> [EXERCISE DESCRIPTION]:
Both the line with "filename erp-posting/src/lib.rs" and the line with "pub use orders::SalesOrder;" in the records below must appear in the output, along with every line between them, exactly and with nothing added.

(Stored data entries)
= = =
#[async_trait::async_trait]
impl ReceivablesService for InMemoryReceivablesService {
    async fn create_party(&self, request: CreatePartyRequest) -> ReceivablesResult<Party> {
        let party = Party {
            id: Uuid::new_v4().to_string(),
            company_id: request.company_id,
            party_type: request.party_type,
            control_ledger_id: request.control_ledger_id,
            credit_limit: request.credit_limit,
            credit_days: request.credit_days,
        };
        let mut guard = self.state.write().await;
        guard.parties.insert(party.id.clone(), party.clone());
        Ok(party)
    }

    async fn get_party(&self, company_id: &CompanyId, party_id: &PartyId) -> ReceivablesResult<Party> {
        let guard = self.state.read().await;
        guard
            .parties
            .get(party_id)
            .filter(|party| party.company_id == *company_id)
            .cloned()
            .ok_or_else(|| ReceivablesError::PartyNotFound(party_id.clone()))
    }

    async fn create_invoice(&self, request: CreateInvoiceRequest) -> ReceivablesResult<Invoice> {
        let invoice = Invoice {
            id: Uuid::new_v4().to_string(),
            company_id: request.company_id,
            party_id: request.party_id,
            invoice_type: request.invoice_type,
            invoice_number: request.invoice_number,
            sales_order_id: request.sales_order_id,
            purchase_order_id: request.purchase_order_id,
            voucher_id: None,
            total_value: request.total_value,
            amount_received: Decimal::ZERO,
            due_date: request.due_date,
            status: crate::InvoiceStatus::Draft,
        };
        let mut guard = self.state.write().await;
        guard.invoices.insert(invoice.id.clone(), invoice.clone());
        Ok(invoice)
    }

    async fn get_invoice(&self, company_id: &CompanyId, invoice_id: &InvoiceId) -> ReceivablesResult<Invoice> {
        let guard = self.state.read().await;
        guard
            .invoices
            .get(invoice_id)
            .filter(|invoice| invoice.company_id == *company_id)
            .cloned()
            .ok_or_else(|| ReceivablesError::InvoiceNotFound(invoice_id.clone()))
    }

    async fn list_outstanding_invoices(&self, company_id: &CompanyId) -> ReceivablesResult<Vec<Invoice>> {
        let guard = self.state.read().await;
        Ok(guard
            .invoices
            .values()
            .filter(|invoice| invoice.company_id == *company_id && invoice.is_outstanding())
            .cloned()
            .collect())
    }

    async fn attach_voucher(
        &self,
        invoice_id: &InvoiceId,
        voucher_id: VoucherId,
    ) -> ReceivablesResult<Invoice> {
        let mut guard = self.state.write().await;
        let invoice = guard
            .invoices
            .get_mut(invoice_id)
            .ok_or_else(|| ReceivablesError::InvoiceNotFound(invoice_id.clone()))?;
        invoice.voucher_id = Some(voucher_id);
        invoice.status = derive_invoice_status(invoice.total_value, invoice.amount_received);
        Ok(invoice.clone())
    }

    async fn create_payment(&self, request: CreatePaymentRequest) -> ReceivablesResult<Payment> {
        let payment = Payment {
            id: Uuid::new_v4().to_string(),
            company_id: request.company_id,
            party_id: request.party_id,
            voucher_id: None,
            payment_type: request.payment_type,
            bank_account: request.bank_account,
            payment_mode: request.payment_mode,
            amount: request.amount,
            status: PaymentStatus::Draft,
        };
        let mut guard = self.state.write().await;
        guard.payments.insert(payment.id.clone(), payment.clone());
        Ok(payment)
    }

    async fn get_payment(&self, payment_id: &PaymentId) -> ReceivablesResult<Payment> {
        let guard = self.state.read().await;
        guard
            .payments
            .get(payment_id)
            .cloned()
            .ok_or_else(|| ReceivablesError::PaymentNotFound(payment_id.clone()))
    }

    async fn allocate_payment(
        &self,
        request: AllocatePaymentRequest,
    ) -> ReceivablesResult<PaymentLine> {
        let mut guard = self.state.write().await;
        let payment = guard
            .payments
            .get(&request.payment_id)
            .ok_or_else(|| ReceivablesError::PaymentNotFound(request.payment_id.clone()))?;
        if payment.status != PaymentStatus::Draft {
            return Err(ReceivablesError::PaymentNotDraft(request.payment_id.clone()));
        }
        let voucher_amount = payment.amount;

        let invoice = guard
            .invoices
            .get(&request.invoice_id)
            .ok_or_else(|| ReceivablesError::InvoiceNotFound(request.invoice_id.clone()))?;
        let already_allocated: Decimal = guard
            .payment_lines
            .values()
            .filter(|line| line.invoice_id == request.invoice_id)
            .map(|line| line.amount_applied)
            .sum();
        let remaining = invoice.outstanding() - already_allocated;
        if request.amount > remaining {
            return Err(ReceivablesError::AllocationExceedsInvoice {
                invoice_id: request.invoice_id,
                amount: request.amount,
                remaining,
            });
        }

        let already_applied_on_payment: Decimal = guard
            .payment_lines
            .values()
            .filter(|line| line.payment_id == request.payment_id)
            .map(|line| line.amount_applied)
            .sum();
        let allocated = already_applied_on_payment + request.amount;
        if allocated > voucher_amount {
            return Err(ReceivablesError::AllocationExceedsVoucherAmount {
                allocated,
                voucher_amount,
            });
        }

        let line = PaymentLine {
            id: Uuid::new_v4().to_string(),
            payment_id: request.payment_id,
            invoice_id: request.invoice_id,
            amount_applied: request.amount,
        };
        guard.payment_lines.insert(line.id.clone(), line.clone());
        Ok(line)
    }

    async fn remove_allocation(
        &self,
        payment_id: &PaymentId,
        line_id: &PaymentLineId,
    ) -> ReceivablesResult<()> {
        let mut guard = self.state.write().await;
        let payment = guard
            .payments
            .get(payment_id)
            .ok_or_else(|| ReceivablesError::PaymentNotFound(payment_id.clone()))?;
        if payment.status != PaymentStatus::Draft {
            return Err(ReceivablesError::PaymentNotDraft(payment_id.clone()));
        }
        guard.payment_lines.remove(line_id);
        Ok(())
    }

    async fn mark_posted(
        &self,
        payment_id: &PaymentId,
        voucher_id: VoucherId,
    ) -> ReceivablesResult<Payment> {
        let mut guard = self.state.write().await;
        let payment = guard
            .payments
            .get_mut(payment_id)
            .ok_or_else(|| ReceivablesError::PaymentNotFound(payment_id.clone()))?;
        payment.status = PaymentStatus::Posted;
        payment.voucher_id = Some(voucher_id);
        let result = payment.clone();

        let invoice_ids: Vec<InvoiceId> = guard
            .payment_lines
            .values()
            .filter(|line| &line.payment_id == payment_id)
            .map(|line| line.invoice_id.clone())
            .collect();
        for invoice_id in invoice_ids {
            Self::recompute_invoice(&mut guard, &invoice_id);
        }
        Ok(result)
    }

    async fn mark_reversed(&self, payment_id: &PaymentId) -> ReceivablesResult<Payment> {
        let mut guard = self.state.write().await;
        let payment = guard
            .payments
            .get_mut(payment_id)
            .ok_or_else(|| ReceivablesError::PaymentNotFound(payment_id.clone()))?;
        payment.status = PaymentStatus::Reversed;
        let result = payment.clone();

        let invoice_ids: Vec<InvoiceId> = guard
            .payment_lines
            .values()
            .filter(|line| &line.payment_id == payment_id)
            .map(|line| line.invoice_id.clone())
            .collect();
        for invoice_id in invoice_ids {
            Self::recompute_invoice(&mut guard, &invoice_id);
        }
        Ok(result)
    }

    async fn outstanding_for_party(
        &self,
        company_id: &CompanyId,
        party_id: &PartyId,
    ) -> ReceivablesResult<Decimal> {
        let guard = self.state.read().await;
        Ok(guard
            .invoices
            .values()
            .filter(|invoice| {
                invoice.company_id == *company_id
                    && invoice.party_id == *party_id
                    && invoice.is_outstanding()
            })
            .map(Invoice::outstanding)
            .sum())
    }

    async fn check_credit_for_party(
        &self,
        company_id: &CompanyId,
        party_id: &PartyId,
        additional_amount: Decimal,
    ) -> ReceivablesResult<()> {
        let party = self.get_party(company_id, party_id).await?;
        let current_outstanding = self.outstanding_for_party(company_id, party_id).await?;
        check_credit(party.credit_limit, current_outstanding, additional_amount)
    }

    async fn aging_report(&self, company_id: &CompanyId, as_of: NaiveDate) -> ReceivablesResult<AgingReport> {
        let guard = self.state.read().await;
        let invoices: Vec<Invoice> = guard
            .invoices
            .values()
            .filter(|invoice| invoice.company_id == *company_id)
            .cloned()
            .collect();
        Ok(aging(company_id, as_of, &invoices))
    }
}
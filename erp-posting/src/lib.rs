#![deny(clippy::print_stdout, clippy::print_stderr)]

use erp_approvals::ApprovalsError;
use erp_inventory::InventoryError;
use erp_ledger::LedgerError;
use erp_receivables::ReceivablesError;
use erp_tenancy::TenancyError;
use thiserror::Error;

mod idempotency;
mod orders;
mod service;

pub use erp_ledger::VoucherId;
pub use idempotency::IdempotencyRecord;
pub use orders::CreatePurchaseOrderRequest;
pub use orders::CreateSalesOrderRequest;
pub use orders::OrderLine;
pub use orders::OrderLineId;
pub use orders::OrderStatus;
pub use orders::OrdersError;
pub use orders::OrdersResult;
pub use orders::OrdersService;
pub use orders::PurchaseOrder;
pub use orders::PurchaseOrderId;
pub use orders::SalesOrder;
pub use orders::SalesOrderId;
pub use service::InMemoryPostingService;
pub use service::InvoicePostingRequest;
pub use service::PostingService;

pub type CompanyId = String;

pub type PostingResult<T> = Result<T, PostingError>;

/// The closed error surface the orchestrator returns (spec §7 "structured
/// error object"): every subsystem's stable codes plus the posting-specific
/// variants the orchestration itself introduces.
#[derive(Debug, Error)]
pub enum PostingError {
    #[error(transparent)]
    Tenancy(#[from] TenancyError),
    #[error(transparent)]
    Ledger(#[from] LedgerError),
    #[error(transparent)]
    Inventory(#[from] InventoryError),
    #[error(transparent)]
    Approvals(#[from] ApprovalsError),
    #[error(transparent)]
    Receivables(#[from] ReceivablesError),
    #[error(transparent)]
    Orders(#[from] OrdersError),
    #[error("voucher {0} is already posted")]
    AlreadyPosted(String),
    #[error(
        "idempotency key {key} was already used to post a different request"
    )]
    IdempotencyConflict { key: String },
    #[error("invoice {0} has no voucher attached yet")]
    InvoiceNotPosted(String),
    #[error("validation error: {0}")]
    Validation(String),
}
= = =
> [TASK OUTPUT]:
filename erp-posting/src/lib.rs
#![deny(clippy::print_stdout, clippy::print_stderr)]

use erp_approvals::ApprovalsError;
use erp_inventory::InventoryError;
use erp_ledger::LedgerError;
use erp_receivables::ReceivablesError;
use erp_tenancy::TenancyError;
use thiserror::Error;

mod idempotency;
mod orders;
mod service;

pub use erp_ledger::VoucherId;
pub use idempotency::IdempotencyRecord;
pub use orders::CreatePurchaseOrderRequest;
pub use orders::CreateSalesOrderRequest;
pub use orders::OrderLine;
pub use orders::OrderLineId;
pub use orders::OrderStatus;
pub use orders::OrdersError;
pub use orders::OrdersResult;
pub use orders::OrdersService;
pub use orders::PurchaseOrder;
pub use orders::PurchaseOrderId;
pub use orders::SalesOrder;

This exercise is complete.